For decades, the way agencies like MetaDesign worked with their clients remained the same: The client defined what they needed and their deadline, and the agency structured a sequential engagement based on work phases over a number of months. During the course of the project, the agency would meet with the client periodically to conduct workshops and present work. Otherwise the two sides would work separately, within their own walls, communicating by email or phone when necessary.

This traditional model persists, and often it works fine. But increasingly companies are looking for an alternative approach, one that aligns better with their goals, capabilities, resources, and internal processes. They don’t want the agency to disappear for weeks at a time before coming back to present proposed solutions. They want to be involved, to collaborate, to co-create. They want to work in a lean, agile way — just like they do every day internally.

In the Bay Area, where many of our clients are dynamic tech companies, this trend has inspired us to rethink the client-agency relationship. Driven by the desire for collaboration and agility on the part of our clients, we now offer open, flexible structures for our engagements. In some cases, this means dividing a lengthy project into shorter sprints. In others, we become an extension of the client’s in-house team, with our designers sitting alongside theirs.

And the great thing is, we also like working this way. It not only aligns with the client’s day-to-day work flow but with ours, too. When our creative team stays connected with the client’s team, feedback and input arrive sooner and with less filtering. We can adjust and adapt our thinking in real time, rather than waiting for those infrequent formal presentations.

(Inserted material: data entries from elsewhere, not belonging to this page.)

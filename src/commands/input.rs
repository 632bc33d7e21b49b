//! Operator input
//!
//! Classifies loose command-line tokens, validates serial numbers, session
//! names and durations, and re-prompts interactively until input is valid.

use crate::capture::Modality;
use crate::recorder::{record_path, TerminationPolicy};
use crate::utils::error::{AppError, AppResult};
use std::io::{BufRead, Write};
use std::path::Path;

/// Serial numbers are exactly this many ASCII digits
pub const SERIAL_LEN: usize = 12;

/// Values recognized among positional tokens
#[derive(Debug, Clone, Default, PartialEq, Eq)]
pub struct ParsedArgs {
    pub serial: Option<String>,
    pub duration: Option<u64>,
    pub name: Option<String>,
}

/// Sort up to three positional tokens into serial, duration and name by
/// their shape. Later tokens of the same kind win.
///
/// A 12-digit token is always a serial, so such a token can never be used
/// as a duration.
pub fn classify_args<S: AsRef<str>>(tokens: &[S]) -> ParsedArgs {
    let mut parsed = ParsedArgs::default();
    for token in tokens.iter().take(3).map(AsRef::as_ref) {
        if is_valid_serial(token) {
            parsed.serial = Some(token.to_string());
        } else if let Some(secs) = parse_duration(token) {
            parsed.duration = Some(secs);
        } else if is_valid_session_name(token) {
            parsed.name = Some(token.to_string());
        } else {
            tracing::debug!("Ignoring unrecognized argument {:?}", token);
        }
    }
    parsed
}

pub fn is_valid_serial(s: &str) -> bool {
    s.len() == SERIAL_LEN && s.bytes().all(|b| b.is_ascii_digit())
}

/// Positive whole number of seconds
pub fn parse_duration(s: &str) -> Option<u64> {
    if s.is_empty() || !s.bytes().all(|b| b.is_ascii_digit()) {
        return None;
    }
    s.parse::<u64>().ok().filter(|&secs| secs > 0)
}

/// Alphanumeric with a leading letter
pub fn is_valid_session_name(s: &str) -> bool {
    let mut chars = s.chars();
    match chars.next() {
        Some(first) if first.is_alphabetic() => chars.all(char::is_alphanumeric),
        _ => false,
    }
}

/// Upper-case the first character and lower-case the rest
pub fn normalize_session_name(s: &str) -> String {
    let mut chars = s.trim().chars();
    match chars.next() {
        Some(first) => first.to_uppercase().chain(chars.flat_map(char::to_lowercase)).collect(),
        None => String::new(),
    }
}

/// Whether a session of this name already holds a depth record
pub fn session_exists(root: &Path, name: &str) -> bool {
    record_path(&root.join(name), name, Modality::Depth).is_file()
}

/// Line-oriented prompts over any reader/writer pair
pub struct Prompter<R, W> {
    input: R,
    output: W,
}

impl<R: BufRead, W: Write> Prompter<R, W> {
    pub fn new(input: R, output: W) -> Self {
        Self { input, output }
    }

    /// Print `message` and return the trimmed reply
    fn ask(&mut self, message: &str) -> AppResult<String> {
        write!(self.output, "{message}")?;
        self.output.flush()?;
        let mut line = String::new();
        if self.input.read_line(&mut line)? == 0 {
            return Err(AppError::InvalidInput("input closed".to_string()));
        }
        Ok(line.trim().to_string())
    }

    fn complain(&mut self, message: &str) -> AppResult<()> {
        writeln!(self.output, "Error! {message}")?;
        Ok(())
    }

    pub fn serial_number(&mut self) -> AppResult<String> {
        loop {
            let reply = self.ask("Enter the device serial number: ")?;
            if is_valid_serial(&reply) {
                return Ok(reply);
            }
            self.complain("Invalid serial number!")?;
        }
    }

    /// Ask until the name is valid and no session of that name exists
    pub fn session_name(&mut self, root: &Path) -> AppResult<String> {
        loop {
            let reply = normalize_session_name(&self.ask("Choose the session name: ")?);
            if !is_valid_session_name(&reply) {
                self.complain(
                    "The name must start with a letter and contain only letters and digits!",
                )?;
            } else if session_exists(root, &reply) {
                self.complain("A session with this name already exists!")?;
            } else {
                return Ok(reply);
            }
        }
    }

    pub fn duration(&mut self) -> AppResult<u64> {
        loop {
            let reply = self.ask("Enter the recording duration in seconds: ")?;
            if let Some(secs) = parse_duration(&reply) {
                return Ok(secs);
            }
            self.complain("Invalid duration!")?;
        }
    }

    /// Let the operator pick a fixed duration or recording until interrupted
    pub fn policy(&mut self) -> AppResult<TerminationPolicy> {
        loop {
            let reply = self.ask(
                "Press 'y' to choose the recording duration.\n\
                 Press 'n' to record until stopped with Ctrl+C: ",
            )?;
            match reply.to_lowercase().as_str() {
                "y" => {
                    let secs = self.duration()?;
                    return TerminationPolicy::fixed_secs(secs)
                        .ok_or_else(|| AppError::InvalidInput("duration must be positive".into()));
                }
                "n" => return Ok(TerminationPolicy::UntilInterrupt),
                _ => self.complain("Invalid choice!")?,
            }
        }
    }

    pub fn say(&mut self, message: &str) -> AppResult<()> {
        writeln!(self.output, "{message}")?;
        Ok(())
    }
}

#[cfg(test)]
mod tests {
    use super::*;
    use std::io::Cursor;
    use tempfile::tempdir;

    fn prompter(script: &str) -> Prompter<Cursor<Vec<u8>>, Vec<u8>> {
        Prompter::new(Cursor::new(script.as_bytes().to_vec()), Vec::new())
    }

    #[test]
    fn test_classify_args() {
        let parsed = classify_args(&["012345678901", "30", "Walk"]);
        assert_eq!(
            parsed,
            ParsedArgs {
                serial: Some("012345678901".into()),
                duration: Some(30),
                name: Some("Walk".into()),
            }
        );
    }

    #[test]
    fn test_classify_args_order_free_and_bounded() {
        let parsed = classify_args(&["Walk", "012345678901", "5", "Other"]);
        assert_eq!(parsed.name.as_deref(), Some("Walk"));
        assert_eq!(parsed.duration, Some(5));
        assert_eq!(parsed.serial.as_deref(), Some("012345678901"));
    }

    #[test]
    fn test_classify_args_rejects_bad_tokens() {
        let parsed = classify_args(&["0", "1abc", "a-b"]);
        assert_eq!(parsed, ParsedArgs::default());
    }

    #[test]
    fn test_validators() {
        assert!(is_valid_serial("012345678901"));
        assert!(!is_valid_serial("01234567890"));
        assert!(!is_valid_serial("01234567890a"));

        assert_eq!(parse_duration("15"), Some(15));
        assert_eq!(parse_duration("0"), None);
        assert_eq!(parse_duration("-3"), None);
        assert_eq!(parse_duration("+3"), None);
        assert_eq!(parse_duration(""), None);

        assert!(is_valid_session_name("Run2"));
        assert!(!is_valid_session_name("2run"));
        assert!(!is_valid_session_name("run 2"));
        assert!(!is_valid_session_name(""));

        assert_eq!(normalize_session_name("wALK"), "Walk");
        assert_eq!(normalize_session_name(""), "");
    }

    #[test]
    fn test_session_exists() {
        let dir = tempdir().unwrap();
        assert!(!session_exists(dir.path(), "Walk"));

        std::fs::create_dir_all(dir.path().join("Walk")).unwrap();
        assert!(!session_exists(dir.path(), "Walk"));

        std::fs::write(dir.path().join("Walk").join("Walk depth data.csv"), "").unwrap();
        assert!(session_exists(dir.path(), "Walk"));
    }

    #[test]
    fn test_prompt_serial_reprompts() {
        let mut p = prompter("123\n012345678901\n");
        assert_eq!(p.serial_number().unwrap(), "012345678901");
        let out = String::from_utf8(p.output.clone()).unwrap();
        assert_eq!(out.matches("Invalid serial number").count(), 1);
    }

    #[test]
    fn test_prompt_session_name_skips_existing() {
        let dir = tempdir().unwrap();
        std::fs::create_dir_all(dir.path().join("Walk")).unwrap();
        std::fs::write(dir.path().join("Walk").join("Walk depth data.csv"), "").unwrap();

        let mut p = prompter("9lives\nwalk\nrun\n");
        assert_eq!(p.session_name(dir.path()).unwrap(), "Run");
        let out = String::from_utf8(p.output.clone()).unwrap();
        assert!(out.contains("already exists"));
        assert!(out.contains("start with a letter"));
    }

    #[test]
    fn test_prompt_policy() {
        let mut p = prompter("x\nY\n0\n12\n");
        assert_eq!(p.policy().unwrap(), TerminationPolicy::fixed_secs(12).unwrap());

        let mut p = prompter("n\n");
        assert_eq!(p.policy().unwrap(), TerminationPolicy::UntilInterrupt);
    }

    #[test]
    fn test_prompt_eof_is_error() {
        let mut p = prompter("");
        let err = p.duration().unwrap_err();
        assert!(matches!(err, AppError::InvalidInput(_)));
    }
}
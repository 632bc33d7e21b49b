//! Per-frame feature extraction
//!
//! Reduces a frame to one row of scalar fields: when it was captured, its
//! sequence number, buffer statistics, and either the image layout or the
//! motion vector with its orientation and magnitude.

use crate::capture::frame::{
    Frame, FramePayload, ImageInfo, Modality, MotionSample, SampleBuffer,
};
use chrono::{Local, TimeZone};
use std::fmt;

const COMMON_LABELS: [&str; 5] = ["Timestamp", "Frame number", "Minimum", "Mean", "Maximum"];

/// Column labels of depth and color records
pub const IMAGE_LABELS: [&str; 10] = [
    COMMON_LABELS[0],
    COMMON_LABELS[1],
    COMMON_LABELS[2],
    COMMON_LABELS[3],
    COMMON_LABELS[4],
    "Bits per pixel",
    "Bytes per pixel",
    "Width",
    "Height",
    "Stride in bytes",
];

/// Column labels of accel and gyro records
pub const MOTION_LABELS: [&str; 10] = [
    COMMON_LABELS[0],
    COMMON_LABELS[1],
    COMMON_LABELS[2],
    COMMON_LABELS[3],
    COMMON_LABELS[4],
    "X",
    "Y",
    "Z",
    "Orientation",
    "Magnitude",
];

/// One scalar cell of a record
#[derive(Debug, Clone, PartialEq)]
pub enum FieldValue {
    Text(String),
    Int(i64),
    Float(f64),
}

impl fmt::Display for FieldValue {
    fn fmt(&self, f: &mut fmt::Formatter<'_>) -> fmt::Result {
        match self {
            FieldValue::Text(s) => f.write_str(s),
            FieldValue::Int(v) => write!(f, "{v}"),
            // Keep a decimal point on whole floats so columns stay typed
            FieldValue::Float(v) if v.is_finite() && v.fract() == 0.0 => write!(f, "{v:.1}"),
            FieldValue::Float(v) => write!(f, "{v}"),
        }
    }
}

impl From<u32> for FieldValue {
    fn from(v: u32) -> Self {
        FieldValue::Int(i64::from(v))
    }
}

/// Values of one row plus the matching column labels
#[derive(Debug, Clone, PartialEq)]
pub struct FeatureRecord {
    pub values: Vec<FieldValue>,
    pub labels: &'static [&'static str],
}

/// Minimum, mean and maximum of a sample buffer
#[derive(Debug, Clone, PartialEq)]
pub struct SampleStats {
    pub min: FieldValue,
    /// Rounded to two decimals
    pub mean: f64,
    pub max: FieldValue,
}

/// Extraction routine for one modality
struct Extraction {
    labels: &'static [&'static str],
    extra: fn(&Frame) -> Vec<FieldValue>,
}

const IMAGE_EXTRACTION: Extraction = Extraction {
    labels: &IMAGE_LABELS,
    extra: image_fields,
};

const MOTION_EXTRACTION: Extraction = Extraction {
    labels: &MOTION_LABELS,
    extra: motion_fields,
};

fn dispatch(modality: Modality) -> &'static Extraction {
    match modality {
        Modality::Depth | Modality::Color => &IMAGE_EXTRACTION,
        Modality::Accel | Modality::Gyro => &MOTION_EXTRACTION,
    }
}

/// Column labels written for a modality
pub fn labels_for(modality: Modality) -> &'static [&'static str] {
    dispatch(modality).labels
}

/// Compute the record for `frame`, interpreted as `modality`
pub fn extract(frame: &Frame, modality: Modality) -> FeatureRecord {
    debug_assert_eq!(frame.modality, modality, "frame routed to the wrong extractor");

    let extraction = dispatch(modality);
    let stats = sample_stats(&frame.samples);

    let mut values = Vec::with_capacity(extraction.labels.len());
    values.push(FieldValue::Text(format_timestamp(frame.timestamp_ms)));
    values.push(FieldValue::Int(frame.frame_number as i64));
    values.push(stats.min);
    values.push(FieldValue::Float(stats.mean));
    values.push(stats.max);
    values.extend((extraction.extra)(frame));

    debug_assert_eq!(values.len(), extraction.labels.len());
    FeatureRecord {
        values,
        labels: extraction.labels,
    }
}

fn image_fields(frame: &Frame) -> Vec<FieldValue> {
    match &frame.payload {
        FramePayload::Image(info) => image_values(info),
        FramePayload::Motion(_) => {
            tracing::error!(
                "{} frame {} carries motion data",
                frame.modality,
                frame.frame_number
            );
            image_values(&ImageInfo {
                bits_per_pixel: 0,
                bytes_per_pixel: 0,
                width: 0,
                height: 0,
                stride_in_bytes: 0,
            })
        }
    }
}

fn image_values(info: &ImageInfo) -> Vec<FieldValue> {
    vec![
        info.bits_per_pixel.into(),
        info.bytes_per_pixel.into(),
        info.width.into(),
        info.height.into(),
        info.stride_in_bytes.into(),
    ]
}

fn motion_fields(frame: &Frame) -> Vec<FieldValue> {
    let sample = match &frame.payload {
        FramePayload::Motion(sample) => *sample,
        FramePayload::Image(_) => {
            tracing::error!(
                "{} frame {} carries image data",
                frame.modality,
                frame.frame_number
            );
            MotionSample {
                x: 0.0,
                y: 0.0,
                z: 0.0,
            }
        }
    };
    vec![
        FieldValue::Float(f64::from(sample.x)),
        FieldValue::Float(f64::from(sample.y)),
        FieldValue::Float(f64::from(sample.z)),
        FieldValue::Float(orientation(&sample)),
        FieldValue::Float(magnitude(&sample)),
    ]
}

/// Angle of the x axis against the y-z plane, in radians
pub fn orientation(sample: &MotionSample) -> f64 {
    let (x, y, z) = widen(sample);
    x.atan2(y.hypot(z))
}

/// Euclidean norm of the motion vector
pub fn magnitude(sample: &MotionSample) -> f64 {
    let (x, y, z) = widen(sample);
    x.hypot(y).hypot(z)
}

fn widen(sample: &MotionSample) -> (f64, f64, f64) {
    (f64::from(sample.x), f64::from(sample.y), f64::from(sample.z))
}

/// Render a device-clock timestamp in local time as `YYYYMMDD_HHMMSS_mmm`
pub fn format_timestamp(timestamp_ms: i64) -> String {
    let millis = timestamp_ms.rem_euclid(1000);
    match Local.timestamp_millis_opt(timestamp_ms).single() {
        Some(dt) => format!("{}_{:03}", dt.format("%Y%m%d_%H%M%S"), millis),
        None => format!("{timestamp_ms}"),
    }
}

/// Minimum, mean and maximum of the buffer.
///
/// An empty buffer is reported as all zeros.
pub fn sample_stats(samples: &SampleBuffer) -> SampleStats {
    if samples.is_empty() {
        tracing::warn!("Empty sample buffer, reporting zero statistics");
        return SampleStats {
            min: FieldValue::Int(0),
            mean: 0.0,
            max: FieldValue::Int(0),
        };
    }

    match samples {
        SampleBuffer::U8(v) => int_stats(v.iter().map(|&s| i64::from(s)), v.len()),
        SampleBuffer::U16(v) => int_stats(v.iter().map(|&s| i64::from(s)), v.len()),
        SampleBuffer::F32(v) => {
            let (mut min, mut max, mut sum) = (f64::INFINITY, f64::NEG_INFINITY, 0.0);
            for &s in v {
                let s = f64::from(s);
                min = min.min(s);
                max = max.max(s);
                sum += s;
            }
            SampleStats {
                min: FieldValue::Float(min),
                mean: round2(sum / v.len() as f64),
                max: FieldValue::Float(max),
            }
        }
    }
}

fn int_stats(iter: impl Iterator<Item = i64>, len: usize) -> SampleStats {
    let (mut min, mut max, mut sum) = (i64::MAX, i64::MIN, 0i64);
    for s in iter {
        min = min.min(s);
        max = max.max(s);
        sum += s;
    }
    SampleStats {
        min: FieldValue::Int(min),
        mean: round2(sum as f64 / len as f64),
        max: FieldValue::Int(max),
    }
}

fn round2(v: f64) -> f64 {
    (v * 100.0).round() / 100.0
}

While there’s no one-size-fits-all model for these newer types of engagements — they’re often custom-built based on the client’s specific needs — experience has taught us that a number of key factors should be addressed before an engagement kicks off:

  • Define the overall objective and the desired minimum outcomes.
  • Agree to a strict time period for the project.
  • Clearly define the role of each person on the client and agency teams.
  • Establish the cadence of the project (weekly sprints, scrums, formal reviews, etc.).
  • Set up a co-working environment at the agency, the client’s office, or both.

This approach is not going to be right for every brand project or every client. But when implemented successfully, breaking away from the traditional client-agency relationship can lead to more engaged teams, more effective collaboration, improved efficiency, and ultimately, better brand experiences.

Andy Giles is vice president of client engagement at MetaDesign San Francisco.